• **Data to process**:
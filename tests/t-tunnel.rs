use sockpipe::dialer::TcpDialer;
use sockpipe::hello::{
    ClientSayHello, RelayPicker, ServerSayHello, StaticRelay, CLIENT_SECRET, SERVER_SECRET,
};
use sockpipe::manager::{AccessManager, ConnManager, ManagerConfig};
use sockpipe::server::TcpServer;
use sockpipe::socks5::{
    Auth, AuthMethodNegotiation, Command, CommandNegotiation, CONNECT, NO_AUTHENTICATION_REQUIRED,
};
use std::net::SocketAddr;
use std::sync::Arc;
use std::time::Duration;
use tokio::io::{AsyncReadExt, AsyncWriteExt};
use tokio::net::{TcpListener, TcpStream};

async fn spawn_echo() -> SocketAddr {
    let listener = TcpListener::bind("127.0.0.1:0").await.unwrap();
    let addr = listener.local_addr().unwrap();
    tokio::spawn(async move {
        loop {
            let (mut conn, _) = listener.accept().await.unwrap();
            tokio::spawn(async move {
                let (mut r, mut w) = conn.split();
                let _ = tokio::io::copy(&mut r, &mut w).await;
            });
        }
    });
    addr
}

async fn spawn_relay() -> SocketAddr {
    let listener = TcpListener::bind("127.0.0.1:0").await.unwrap();
    let addr = listener.local_addr().unwrap();
    let mngr = AccessManager::new(&ManagerConfig::default());

    let mut server = TcpServer::new(addr.to_string());
    server
        .use_handler(Arc::new(ServerSayHello))
        .use_handler(Arc::new(CommandNegotiation::new(vec![CONNECT])))
        .use_handler(Arc::new(Command::new(mngr.dialer())))
        .set_final_handler(mngr.pipe_handler());

    tokio::spawn(async move { server.serve(listener).await });
    addr
}

async fn spawn_agent(relays: Arc<dyn RelayPicker>) -> SocketAddr {
    spawn_agent_with_timeout(relays, Duration::from_secs(30)).await
}

async fn spawn_agent_with_timeout(relays: Arc<dyn RelayPicker>, timeout: Duration) -> SocketAddr {
    let listener = TcpListener::bind("127.0.0.1:0").await.unwrap();
    let addr = listener.local_addr().unwrap();
    let mngr = AccessManager::new(&ManagerConfig::default());

    let mut server = TcpServer::new(addr.to_string());
    server
        .use_handler(Arc::new(AuthMethodNegotiation::new(vec![NO_AUTHENTICATION_REQUIRED])))
        .use_handler(Arc::new(Auth))
        .use_handler(Arc::new(
            ClientSayHello::new(Arc::new(TcpDialer::default()), relays).with_timeout(timeout),
        ))
        .set_final_handler(mngr.pipe_handler());

    tokio::spawn(async move { server.serve(listener).await });
    addr
}

async fn greet(client: &mut TcpStream) {
    client.write_all(&[0x05, 0x01, 0x00]).await.unwrap();
    let mut reply = [0u8; 2];
    client.read_exact(&mut reply).await.unwrap();
    assert_eq!(reply, [0x05, 0x00]);
}

async fn read_until_closed(conn: &mut TcpStream) -> Vec<u8> {
    let mut rest = Vec::new();
    tokio::time::timeout(Duration::from_secs(5), conn.read_to_end(&mut rest))
        .await
        .expect("connection left open")
        .unwrap_or(0);
    rest
}

struct NoRelay;

impl RelayPicker for NoRelay {
    fn pick(&self) -> Option<String> {
        None
    }
}

#[tokio::test]
async fn test_agent_tunnels_through_relay() {
    let echo = spawn_echo().await;
    let relay = spawn_relay().await;
    let agent = spawn_agent(Arc::new(StaticRelay(relay.to_string()))).await;

    let mut client = TcpStream::connect(agent).await.unwrap();
    greet(&mut client).await;

    let mut req = vec![0x05, 0x01, 0x00, 0x01, 127, 0, 0, 1];
    req.extend_from_slice(&echo.port().to_be_bytes());
    client.write_all(&req).await.unwrap();

    let mut reply = [0u8; 10];
    client.read_exact(&mut reply).await.unwrap();
    assert_eq!(reply[..4], [0x05, 0x00, 0x00, 0x01]);

    client.write_all(b"through the tunnel").await.unwrap();
    let mut buf = [0u8; 18];
    client.read_exact(&mut buf).await.unwrap();
    assert_eq!(&buf, b"through the tunnel");

    client.shutdown().await.unwrap();
    assert!(read_until_closed(&mut client).await.is_empty());
}

#[tokio::test]
async fn test_relay_answers_secret() {
    let relay = spawn_relay().await;

    let mut conn = TcpStream::connect(relay).await.unwrap();
    conn.write_all(CLIENT_SECRET).await.unwrap();
    let mut token = [0u8; 6];
    conn.read_exact(&mut token).await.unwrap();
    assert_eq!(&token, SERVER_SECRET);
}

#[tokio::test]
async fn test_relay_rejects_wrong_secret() {
    let relay = spawn_relay().await;

    let mut conn = TcpStream::connect(relay).await.unwrap();
    conn.write_all(b"zzzzzz").await.unwrap();
    assert!(read_until_closed(&mut conn).await.is_empty());
}

#[tokio::test]
async fn test_agent_drops_client_on_bad_relay_token() {
    let listener = TcpListener::bind("127.0.0.1:0").await.unwrap();
    let fake = listener.local_addr().unwrap();
    tokio::spawn(async move {
        let (mut conn, _) = listener.accept().await.unwrap();
        let mut token = [0u8; 6];
        conn.read_exact(&mut token).await.unwrap();
        conn.write_all(b"000000").await.unwrap();
        let mut rest = Vec::new();
        let _ = conn.read_to_end(&mut rest).await;
    });
    let agent = spawn_agent(Arc::new(StaticRelay(fake.to_string()))).await;

    let mut client = TcpStream::connect(agent).await.unwrap();
    greet(&mut client).await;
    assert!(read_until_closed(&mut client).await.is_empty());
}

#[tokio::test]
async fn test_agent_without_relay_closes_client() {
    let agent = spawn_agent(Arc::new(NoRelay)).await;

    let mut client = TcpStream::connect(agent).await.unwrap();
    greet(&mut client).await;
    assert!(read_until_closed(&mut client).await.is_empty());
}

#[tokio::test]
async fn test_agent_gives_up_on_silent_relay() {
    let listener = TcpListener::bind("127.0.0.1:0").await.unwrap();
    let silent = listener.local_addr().unwrap();
    tokio::spawn(async move {
        let (mut conn, _) = listener.accept().await.unwrap();
        let mut rest = Vec::new();
        let _ = conn.read_to_end(&mut rest).await;
    });
    let relays = Arc::new(StaticRelay(silent.to_string()));
    let agent = spawn_agent_with_timeout(relays, Duration::from_millis(200)).await;

    let mut client = TcpStream::connect(agent).await.unwrap();
    greet(&mut client).await;

    let started = tokio::time::Instant::now();
    assert!(read_until_closed(&mut client).await.is_empty());
    assert!(started.elapsed() < Duration::from_secs(3));
}
use parking_lot::RwLock;
use std::collections::HashMap;
use std::io;
use std::sync::atomic::{AtomicU64, Ordering};
use std::sync::{Arc, Weak};
use std::time::Duration;
use tokio::io::{AsyncBufRead, AsyncBufReadExt, AsyncReadExt, AsyncWriteExt, BufReader};
use tokio::net::{TcpListener, TcpStream};
use tokio::time::Instant;
use tracing::{debug, info, warn};

use super::rpc::{FetchInstancesResp, HeartBeatResp, InstanceInfo, Request, Response};
use crate::Result;

pub const DEFAULT_CLEAN_INTERVAL: Duration = Duration::from_secs(3 * 60);
pub const DEFAULT_NO_CONTACT: Duration = Duration::from_secs(5 * 60);

/// Longest accepted request line, newline included.
pub const MAX_REQUEST_SIZE: u64 = 64 * 1024;

#[derive(Debug, Clone)]
pub struct CoordinatorConfig {
    /// Period of the stale-instance sweep
    pub clean_interval: Duration,
    /// Silence after which an instance is considered gone
    pub no_contact: Duration,
}

impl Default for CoordinatorConfig {
    fn default() -> Self {
        Self {
            clean_interval: DEFAULT_CLEAN_INTERVAL,
            no_contact: DEFAULT_NO_CONTACT,
        }
    }
}

struct Instance {
    info: InstanceInfo,
    /// Millis since the coordinator epoch
    last_recv: AtomicU64,
}

impl Instance {
    fn new(addr: &str, now: u64) -> Self {
        Self {
            info: InstanceInfo {
                addr: addr.to_string(),
            },
            last_recv: AtomicU64::new(now),
        }
    }

    fn recv_heart_beat(&self, now: u64) {
        self.last_recv.fetch_max(now, Ordering::SeqCst);
    }

    fn ahead(&self, deadline: u64) -> bool {
        self.last_recv.load(Ordering::SeqCst) < deadline
    }
}

/// Tracks live relay instances from their heartbeats.
pub struct ServerCoordinator {
    epoch: Instant,
    config: CoordinatorConfig,
    peers: RwLock<HashMap<String, Instance>>,
}

impl ServerCoordinator {
    /// Must be called inside a tokio runtime; starts the sweep daemon.
    pub fn new(config: CoordinatorConfig) -> Arc<Self> {
        let coordinator = Arc::new(Self {
            epoch: Instant::now(),
            config,
            peers: RwLock::new(HashMap::new()),
        });
        spawn_sweeper(Arc::downgrade(&coordinator), coordinator.config.clean_interval);
        coordinator
    }

    fn now(&self) -> u64 {
        self.epoch.elapsed().as_millis() as u64
    }

    /// Registers `addr` or refreshes its timestamp.
    pub fn heart_beat(&self, addr: &str) {
        let now = self.now();
        {
            let peers = self.peers.read();
            if let Some(peer) = peers.get(addr) {
                peer.recv_heart_beat(now);
                return;
            }
        }

        let mut peers = self.peers.write();
        match peers.get(addr) {
            Some(peer) => peer.recv_heart_beat(now),
            None => {
                info!(comp = "coordinator", addr, "new instances joined");
                peers.insert(addr.to_string(), Instance::new(addr, now));
            }
        }
    }

    pub fn fetch_instances(&self) -> Vec<InstanceInfo> {
        self.peers
            .read()
            .values()
            .map(|peer| peer.info.clone())
            .collect()
    }

    /// Removes instances silent for longer than the no-contact duration and
    /// returns their addresses.
    pub fn clean(&self) -> Vec<String> {
        let no_contact = self.config.no_contact.as_millis() as u64;
        let Some(deadline) = self.now().checked_sub(no_contact) else {
            return Vec::new();
        };

        let candidates: Vec<String> = self
            .peers
            .read()
            .iter()
            .filter(|(_, peer)| peer.ahead(deadline))
            .map(|(addr, _)| addr.clone())
            .collect();
        if candidates.is_empty() {
            return Vec::new();
        }

        let mut removed = Vec::with_capacity(candidates.len());
        let mut peers = self.peers.write();
        for addr in candidates {
            // may have heartbeat between the scan and the write lock
            if peers.get(&addr).is_some_and(|peer| peer.ahead(deadline)) {
                peers.remove(&addr);
                removed.push(addr);
            }
        }
        drop(peers);

        if !removed.is_empty() {
            info!(
                comp = "coordinator",
                instances = %removed.join(", "),
                "following instances are cleaned"
            );
        }
        removed
    }

    pub fn dispatch(&self, req: Request) -> Response {
        match req {
            Request::HeartBeat(param) => {
                self.heart_beat(&param.instance_addr);
                Response::HeartBeat(HeartBeatResp {})
            }
            Request::FetchInstances(_) => Response::FetchInstances(FetchInstancesResp {
                instances: self.fetch_instances(),
            }),
        }
    }
}

fn spawn_sweeper(coordinator: Weak<ServerCoordinator>, every: Duration) {
    tokio::spawn(async move {
        info!(comp = "coordinator", interval = ?every, "coordinator start working");
        let mut ticker = tokio::time::interval(every);
        ticker.tick().await;
        loop {
            ticker.tick().await;
            let Some(coordinator) = coordinator.upgrade() else {
                break;
            };
            coordinator.clean();
        }
    });
}

/// Serves coordinator requests until accepting fails.
pub async fn serve(listener: TcpListener, coordinator: Arc<ServerCoordinator>) -> Result<()> {
    info!(comp = "coordinator", addr = %listener.local_addr()?, "coordinator listening");
    loop {
        let (conn, peer) = listener.accept().await?;
        let coordinator = Arc::clone(&coordinator);
        tokio::spawn(async move {
            if let Err(e) = serve_conn(conn, &coordinator).await {
                warn!(comp = "coordinator", peer = %peer, error = %e, "rpc connection failed");
            }
        });
    }
}

async fn serve_conn(conn: TcpStream, coordinator: &ServerCoordinator) -> Result<()> {
    let (reader, mut writer) = conn.into_split();
    let mut reader = BufReader::new(reader);
    let mut line = Vec::new();

    loop {
        line.clear();
        if read_line(&mut reader, &mut line).await? == 0 {
            return Ok(());
        }

        let resp = if is_truncated(&line) {
            warn!(comp = "coordinator", limit = MAX_REQUEST_SIZE, "rpc request too large");
            skip_line(&mut reader, &mut line).await?;
            Response::Error(format!("request exceeds {MAX_REQUEST_SIZE} bytes"))
        } else {
            match serde_json::from_slice::<Request>(&line) {
                Ok(req) => {
                    debug!(comp = "coordinator", ?req, "rpc request");
                    coordinator.dispatch(req)
                }
                Err(e) => Response::Error(format!("bad request: {e}")),
            }
        };

        let mut out = serde_json::to_string(&resp)?;
        out.push('\n');
        writer.write_all(out.as_bytes()).await?;
    }
}

/// Reads one line, stopping early after `MAX_REQUEST_SIZE` bytes.
async fn read_line<R>(reader: &mut R, line: &mut Vec<u8>) -> io::Result<usize>
where
    R: AsyncBufRead + Unpin,
{
    (&mut *reader).take(MAX_REQUEST_SIZE).read_until(b'\n', line).await
}

fn is_truncated(line: &[u8]) -> bool {
    line.len() as u64 >= MAX_REQUEST_SIZE && line.last() != Some(&b'\n')
}

/// Discards the rest of an oversized line without buffering it.
async fn skip_line<R>(reader: &mut R, line: &mut Vec<u8>) -> io::Result<()>
where
    R: AsyncBufRead + Unpin,
{
    loop {
        line.clear();
        let n = read_line(reader, line).await?;
        if n == 0 || line.last() == Some(&b'\n') {
            return Ok(());
        }
    }
}

#[cfg(test)]
mod tests {
    use super::*;
    use std::collections::HashSet;

    // sweeper effectively idle so tests drive clean() themselves
    fn config() -> CoordinatorConfig {
        CoordinatorConfig {
            clean_interval: Duration::from_secs(3600),
            no_contact: Duration::from_secs(100),
        }
    }

    fn addrs(coordinator: &ServerCoordinator) -> HashSet<String> {
        coordinator
            .fetch_instances()
            .into_iter()
            .map(|ins| ins.addr)
            .collect()
    }

    #[tokio::test(start_paused = true)]
    async fn test_heart_beat_is_idempotent() {
        let coordinator = ServerCoordinator::new(config());
        coordinator.heart_beat("a:1");
        coordinator.heart_beat("a:1");
        coordinator.heart_beat("b:1");
        assert_eq!(coordinator.fetch_instances().len(), 2);
    }

    #[tokio::test(start_paused = true)]
    async fn test_concurrent_first_heart_beats_create_one_entry() {
        let coordinator = ServerCoordinator::new(config());
        let tasks: Vec<_> = (0..16)
            .map(|_| {
                let coordinator = Arc::clone(&coordinator);
                tokio::spawn(async move { coordinator.heart_beat("racy:1") })
            })
            .collect();
        for task in tasks {
            task.await.unwrap();
        }
        assert_eq!(coordinator.fetch_instances().len(), 1);
    }

    #[tokio::test(start_paused = true)]
    async fn test_clean_removes_only_silent_instances() {
        let coordinator = ServerCoordinator::new(config());
        coordinator.heart_beat("silent:1");
        coordinator.heart_beat("alive:1");

        tokio::time::advance(Duration::from_secs(60)).await;
        coordinator.heart_beat("alive:1");
        tokio::time::advance(Duration::from_secs(60)).await;

        assert_eq!(coordinator.clean(), vec!["silent:1".to_string()]);
        assert_eq!(addrs(&coordinator), HashSet::from(["alive:1".to_string()]));
    }

    #[tokio::test(start_paused = true)]
    async fn test_sweeper_runs_on_its_own() {
        let coordinator = ServerCoordinator::new(CoordinatorConfig {
            clean_interval: Duration::from_secs(60),
            no_contact: Duration::from_secs(100),
        });
        coordinator.heart_beat("gone:1");

        tokio::time::sleep(Duration::from_secs(181)).await;

        assert!(coordinator.fetch_instances().is_empty());
    }

    #[tokio::test(start_paused = true)]
    async fn test_rejoin_after_removal_is_fresh() {
        let coordinator = ServerCoordinator::new(config());
        coordinator.heart_beat("back:1");
        tokio::time::advance(Duration::from_secs(101)).await;
        assert_eq!(coordinator.clean(), vec!["back:1".to_string()]);

        coordinator.heart_beat("back:1");
        assert_eq!(addrs(&coordinator), HashSet::from(["back:1".to_string()]));

        // a fresh entry gets the full no-contact window again
        tokio::time::advance(Duration::from_secs(99)).await;
        assert!(coordinator.clean().is_empty());
    }

    #[tokio::test]
    async fn test_oversized_request_is_refused_and_skipped() {
        let listener = TcpListener::bind("127.0.0.1:0").await.unwrap();
        let addr = listener.local_addr().unwrap();
        let coordinator = ServerCoordinator::new(config());
        tokio::spawn(serve(listener, Arc::clone(&coordinator)));

        let conn = TcpStream::connect(addr).await.unwrap();
        let (reader, mut writer) = conn.into_split();
        let mut lines = BufReader::new(reader).lines();

        let mut req = vec![b'x'; MAX_REQUEST_SIZE as usize * 2];
        req.extend_from_slice(b"\n{\"method\":\"FetchInstances\",\"params\":{}}\n");
        let write = async { writer.write_all(&req).await.unwrap() };
        let read = async {
            let first = lines.next_line().await.unwrap().unwrap();
            let second = lines.next_line().await.unwrap().unwrap();
            (first, second)
        };
        let ((), (first, second)) = tokio::join!(write, read);

        assert!(first.starts_with("{\"Error\":\"request exceeds"));
        assert_eq!(second, "{\"FetchInstances\":{\"instances\":[]}}");
    }
}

• **Exercise aim**: Only one number is needed: please count the lines of the entries above in which the string "AsyncWriteExt" occurs.

• **Output below**: 2